Kolumne: „Die Sicht der Gegenstände“

Liebe Leserinnen und Leser, die Blog-Kolumnen gehen in die 3. Runde! Trotz Landaufenthalten in Dominica und Martinique haben wir uns nicht nehmen lassen, uns in die Sichtweisen von ganz gewöhnlichen Gegenständen, die für uns selbstverständlich sind, hineinzuversetzen. Der allgemeine Bordalltag und all seine Unterschiede wurde ihnen ja schon erklärt, aber haben sie sich mal gefragt, wie die folgenden Gegenstände über den täglichen Ablauf denken und wie sie sich fühlen? Nein? Na dann los!

Spill

„Meine sehr verehrten Damen und Herren, hiermit möchte ich mich zu Wort melden! Wir sind nun schon zwei Monate auf dieser besonderen Reise unterwegs, die aus kleinen Jugendlichen große Erwachsene macht.
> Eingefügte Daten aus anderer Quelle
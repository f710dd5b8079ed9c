//! Tests for database module exports and the global repository singleton.

use goal_tracker::db;

#[cfg(all(feature = "local-repo", not(feature = "postgres-repo")))]
#[test]
fn test_init_repository_is_idempotent() {
    assert!(db::init_repository().is_ok());
    assert!(db::init_repository().is_ok());
}

#[cfg(all(feature = "local-repo", not(feature = "postgres-repo")))]
#[tokio::test]
async fn test_get_repository_initializes_on_demand() {
    use goal_tracker::db::FullRepository;

    let repo = db::get_repository().unwrap();
    assert!(repo.health_check().await.is_ok());
    assert_eq!(repo.backend_name(), "local");
}

#[test]
fn test_repository_config_default_is_local() {
    use goal_tracker::db::{RepositoryConfig, RepositoryType};

    let config = RepositoryConfig::default();
    assert_eq!(config.repository_type().unwrap(), RepositoryType::Local);
    assert_eq!(config.session_ttl(), chrono::Duration::hours(720));
    assert_eq!(config.invitation_ttl(), chrono::Duration::days(7));
}

#[cfg(feature = "postgres-repo")]
#[test]
fn test_postgres_config_type_is_exported() {
    use goal_tracker::db::PostgresConfig;

    // Compile-time check that the type is reachable with the feature on.
    let _: Option<PostgresConfig> = None;
}

#[cfg(not(feature = "postgres-repo"))]
#[test]
fn test_postgres_config_fallback_exists() {
    use goal_tracker::db::PostgresConfig;

    // Compile-time check that the placeholder keeps signatures stable
    // when the feature is off.
    let _: Option<PostgresConfig> = None;
}

#[cfg(not(feature = "postgres-repo"))]
#[test]
fn test_pool_stats_fallback_exists() {
    use goal_tracker::db::PoolStats;

    let stats = PoolStats::default();
    let _ = format!("{:?}", stats);
}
Und glauben Sie mir, ich weiß, wovon ich spreche. Der Atlantik ist überquert, das große Blau überwunden – ein ganz besonderer Anlass, um uns hier zu versammeln.

Dies ist nun schon meine 680. Reise, mein 680. Törn, den ich als Teil dieses Schiffes verbringe. Und ich muss wahrlich sagen, dass ich bis jetzt keinen Törn erlebt habe, den man auch nur annähernd mit dieser Reise vergleichen könnte.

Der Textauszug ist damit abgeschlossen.